[Collected data]
+ + + +
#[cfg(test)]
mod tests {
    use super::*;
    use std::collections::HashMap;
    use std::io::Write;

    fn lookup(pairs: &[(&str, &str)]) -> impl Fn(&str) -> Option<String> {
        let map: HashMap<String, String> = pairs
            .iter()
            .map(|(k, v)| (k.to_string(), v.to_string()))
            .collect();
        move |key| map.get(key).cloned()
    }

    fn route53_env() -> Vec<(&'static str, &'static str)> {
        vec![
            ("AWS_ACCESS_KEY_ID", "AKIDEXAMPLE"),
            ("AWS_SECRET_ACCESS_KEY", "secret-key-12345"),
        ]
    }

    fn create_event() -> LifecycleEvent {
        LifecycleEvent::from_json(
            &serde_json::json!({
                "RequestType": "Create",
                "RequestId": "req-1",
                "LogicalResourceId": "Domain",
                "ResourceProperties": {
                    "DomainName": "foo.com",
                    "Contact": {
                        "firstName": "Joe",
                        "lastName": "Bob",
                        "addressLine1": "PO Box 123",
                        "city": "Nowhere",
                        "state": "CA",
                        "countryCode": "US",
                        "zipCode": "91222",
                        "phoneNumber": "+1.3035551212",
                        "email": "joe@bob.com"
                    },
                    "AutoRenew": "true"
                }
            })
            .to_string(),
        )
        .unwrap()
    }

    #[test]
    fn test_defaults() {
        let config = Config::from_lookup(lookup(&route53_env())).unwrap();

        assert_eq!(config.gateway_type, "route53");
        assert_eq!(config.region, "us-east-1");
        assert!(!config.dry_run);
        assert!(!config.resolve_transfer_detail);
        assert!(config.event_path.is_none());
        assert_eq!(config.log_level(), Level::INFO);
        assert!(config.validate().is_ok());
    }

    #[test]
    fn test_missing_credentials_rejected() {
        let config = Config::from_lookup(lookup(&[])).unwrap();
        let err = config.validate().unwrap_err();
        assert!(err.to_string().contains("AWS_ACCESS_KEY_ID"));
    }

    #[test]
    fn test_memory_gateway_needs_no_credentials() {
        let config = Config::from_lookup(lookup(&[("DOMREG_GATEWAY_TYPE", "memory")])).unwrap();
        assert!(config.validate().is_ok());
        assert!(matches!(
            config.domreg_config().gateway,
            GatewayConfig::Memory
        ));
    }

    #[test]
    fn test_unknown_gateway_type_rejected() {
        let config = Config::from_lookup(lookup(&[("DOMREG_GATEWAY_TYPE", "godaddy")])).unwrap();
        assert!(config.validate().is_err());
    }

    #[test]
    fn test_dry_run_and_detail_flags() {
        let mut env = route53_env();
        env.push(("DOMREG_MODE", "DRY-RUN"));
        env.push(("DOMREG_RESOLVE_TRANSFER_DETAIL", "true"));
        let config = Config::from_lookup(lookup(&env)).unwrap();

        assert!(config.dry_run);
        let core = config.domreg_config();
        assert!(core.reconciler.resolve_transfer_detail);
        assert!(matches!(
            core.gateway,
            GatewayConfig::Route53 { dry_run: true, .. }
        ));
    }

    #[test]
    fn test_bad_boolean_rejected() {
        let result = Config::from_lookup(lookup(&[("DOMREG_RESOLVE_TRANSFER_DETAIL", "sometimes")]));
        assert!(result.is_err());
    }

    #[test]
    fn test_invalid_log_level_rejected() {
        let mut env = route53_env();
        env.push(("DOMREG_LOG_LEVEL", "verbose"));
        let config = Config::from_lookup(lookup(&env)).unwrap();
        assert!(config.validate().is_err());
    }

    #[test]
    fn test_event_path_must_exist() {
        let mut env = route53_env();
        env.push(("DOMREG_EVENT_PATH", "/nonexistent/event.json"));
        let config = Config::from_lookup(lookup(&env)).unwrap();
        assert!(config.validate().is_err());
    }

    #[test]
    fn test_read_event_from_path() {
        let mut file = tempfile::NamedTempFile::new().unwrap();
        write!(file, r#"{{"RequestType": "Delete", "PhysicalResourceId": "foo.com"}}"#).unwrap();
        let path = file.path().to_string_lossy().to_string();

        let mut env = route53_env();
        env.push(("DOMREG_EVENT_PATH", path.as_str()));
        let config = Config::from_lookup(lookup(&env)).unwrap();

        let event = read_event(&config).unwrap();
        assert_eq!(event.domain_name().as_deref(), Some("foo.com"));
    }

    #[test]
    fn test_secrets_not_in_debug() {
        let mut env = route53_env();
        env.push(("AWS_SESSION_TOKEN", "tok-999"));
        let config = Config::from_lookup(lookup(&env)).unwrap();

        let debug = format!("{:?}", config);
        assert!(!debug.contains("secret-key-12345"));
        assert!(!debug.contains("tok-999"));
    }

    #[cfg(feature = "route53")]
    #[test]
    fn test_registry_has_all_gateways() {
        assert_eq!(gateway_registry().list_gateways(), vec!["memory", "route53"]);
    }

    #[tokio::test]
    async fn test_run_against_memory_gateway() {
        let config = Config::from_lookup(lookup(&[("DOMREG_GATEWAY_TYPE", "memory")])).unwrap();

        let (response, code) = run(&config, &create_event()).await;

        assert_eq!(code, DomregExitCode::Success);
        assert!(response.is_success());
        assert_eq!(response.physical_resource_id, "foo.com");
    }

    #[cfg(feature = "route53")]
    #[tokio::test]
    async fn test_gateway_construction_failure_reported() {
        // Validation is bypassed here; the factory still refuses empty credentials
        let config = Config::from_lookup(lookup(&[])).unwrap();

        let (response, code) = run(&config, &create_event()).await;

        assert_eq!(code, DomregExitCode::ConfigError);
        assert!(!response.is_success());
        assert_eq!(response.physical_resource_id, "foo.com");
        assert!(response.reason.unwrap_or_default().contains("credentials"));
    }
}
+ + + +
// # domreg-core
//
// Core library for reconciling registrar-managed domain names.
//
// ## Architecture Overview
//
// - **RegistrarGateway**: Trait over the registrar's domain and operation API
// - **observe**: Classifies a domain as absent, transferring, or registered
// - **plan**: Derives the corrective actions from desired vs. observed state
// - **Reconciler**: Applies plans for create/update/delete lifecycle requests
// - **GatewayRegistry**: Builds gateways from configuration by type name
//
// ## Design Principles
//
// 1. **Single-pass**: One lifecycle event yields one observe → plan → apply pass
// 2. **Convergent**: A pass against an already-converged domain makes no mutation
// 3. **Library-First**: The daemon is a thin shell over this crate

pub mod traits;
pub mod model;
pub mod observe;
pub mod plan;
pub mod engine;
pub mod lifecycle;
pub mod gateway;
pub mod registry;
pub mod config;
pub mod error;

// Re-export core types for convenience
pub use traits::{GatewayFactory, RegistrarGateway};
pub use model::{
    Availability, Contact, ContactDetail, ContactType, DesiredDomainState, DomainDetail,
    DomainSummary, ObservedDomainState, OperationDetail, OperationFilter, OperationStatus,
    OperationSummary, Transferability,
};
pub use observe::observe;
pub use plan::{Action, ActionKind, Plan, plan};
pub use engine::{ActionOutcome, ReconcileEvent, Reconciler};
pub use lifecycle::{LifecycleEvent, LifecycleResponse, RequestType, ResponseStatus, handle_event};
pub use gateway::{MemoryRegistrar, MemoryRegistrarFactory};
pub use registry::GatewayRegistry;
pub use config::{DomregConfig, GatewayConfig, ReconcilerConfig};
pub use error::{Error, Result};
+ + + +
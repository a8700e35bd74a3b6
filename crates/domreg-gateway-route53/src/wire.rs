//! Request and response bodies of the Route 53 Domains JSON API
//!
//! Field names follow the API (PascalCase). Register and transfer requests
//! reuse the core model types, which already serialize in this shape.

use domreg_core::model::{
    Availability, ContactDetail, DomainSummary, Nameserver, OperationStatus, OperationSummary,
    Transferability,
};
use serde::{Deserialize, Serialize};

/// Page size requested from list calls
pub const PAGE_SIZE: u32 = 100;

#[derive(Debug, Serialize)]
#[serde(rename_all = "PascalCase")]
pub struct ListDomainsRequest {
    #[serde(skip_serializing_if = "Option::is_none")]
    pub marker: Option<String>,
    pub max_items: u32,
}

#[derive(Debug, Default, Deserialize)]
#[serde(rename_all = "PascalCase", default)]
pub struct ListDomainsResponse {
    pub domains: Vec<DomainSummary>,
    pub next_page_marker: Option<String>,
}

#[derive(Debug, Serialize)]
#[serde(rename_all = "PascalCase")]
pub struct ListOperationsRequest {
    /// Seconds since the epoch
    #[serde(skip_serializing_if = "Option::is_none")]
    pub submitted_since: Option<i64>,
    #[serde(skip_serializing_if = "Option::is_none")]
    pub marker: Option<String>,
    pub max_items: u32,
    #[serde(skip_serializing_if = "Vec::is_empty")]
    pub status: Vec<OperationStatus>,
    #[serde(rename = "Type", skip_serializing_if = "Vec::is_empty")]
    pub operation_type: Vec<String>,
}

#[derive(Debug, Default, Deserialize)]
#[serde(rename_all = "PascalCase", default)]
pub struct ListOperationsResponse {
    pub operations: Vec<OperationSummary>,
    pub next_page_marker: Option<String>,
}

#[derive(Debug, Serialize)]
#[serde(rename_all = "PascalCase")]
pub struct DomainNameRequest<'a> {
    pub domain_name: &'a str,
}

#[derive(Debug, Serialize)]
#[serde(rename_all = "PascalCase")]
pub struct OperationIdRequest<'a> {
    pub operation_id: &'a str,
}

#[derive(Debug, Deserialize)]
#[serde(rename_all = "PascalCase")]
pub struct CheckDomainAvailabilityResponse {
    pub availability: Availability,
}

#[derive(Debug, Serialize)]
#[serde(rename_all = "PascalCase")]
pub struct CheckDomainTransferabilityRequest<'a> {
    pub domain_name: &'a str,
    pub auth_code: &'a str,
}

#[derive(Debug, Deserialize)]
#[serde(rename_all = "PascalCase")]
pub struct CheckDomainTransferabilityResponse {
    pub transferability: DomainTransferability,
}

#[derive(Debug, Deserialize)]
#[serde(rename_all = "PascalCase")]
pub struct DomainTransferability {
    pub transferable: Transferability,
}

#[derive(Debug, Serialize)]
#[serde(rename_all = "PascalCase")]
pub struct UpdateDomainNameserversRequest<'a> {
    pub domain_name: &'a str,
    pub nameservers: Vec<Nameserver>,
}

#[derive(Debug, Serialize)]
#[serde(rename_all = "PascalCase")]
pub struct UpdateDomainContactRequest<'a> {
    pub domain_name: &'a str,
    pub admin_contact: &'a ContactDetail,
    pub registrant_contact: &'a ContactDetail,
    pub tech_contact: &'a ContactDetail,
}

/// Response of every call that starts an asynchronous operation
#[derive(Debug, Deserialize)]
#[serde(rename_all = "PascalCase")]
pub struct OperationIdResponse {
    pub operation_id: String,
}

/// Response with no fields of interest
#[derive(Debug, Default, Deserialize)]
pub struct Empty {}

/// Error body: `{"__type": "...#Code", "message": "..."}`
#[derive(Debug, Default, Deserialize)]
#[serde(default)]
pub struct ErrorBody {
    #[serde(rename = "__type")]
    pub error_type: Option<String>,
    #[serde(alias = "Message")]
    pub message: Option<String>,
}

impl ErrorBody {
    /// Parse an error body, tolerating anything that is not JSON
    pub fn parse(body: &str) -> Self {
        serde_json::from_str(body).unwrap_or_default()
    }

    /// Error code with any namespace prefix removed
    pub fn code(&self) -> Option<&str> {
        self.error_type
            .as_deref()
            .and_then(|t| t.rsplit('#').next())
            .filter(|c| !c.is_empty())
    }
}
+ + + +
• _Work request_: Only lines that hold the string "RequestType" belong in the answer, so copy every one of them from the records.

• _Written answer_:
                "RequestType": "Create",
        write!(file, r#"{{"RequestType": "Delete", "PhysicalResourceId": "foo.com"}}"#).unwrap();
pub use lifecycle::{LifecycleEvent, LifecycleResponse, RequestType, ResponseStatus, handle_event};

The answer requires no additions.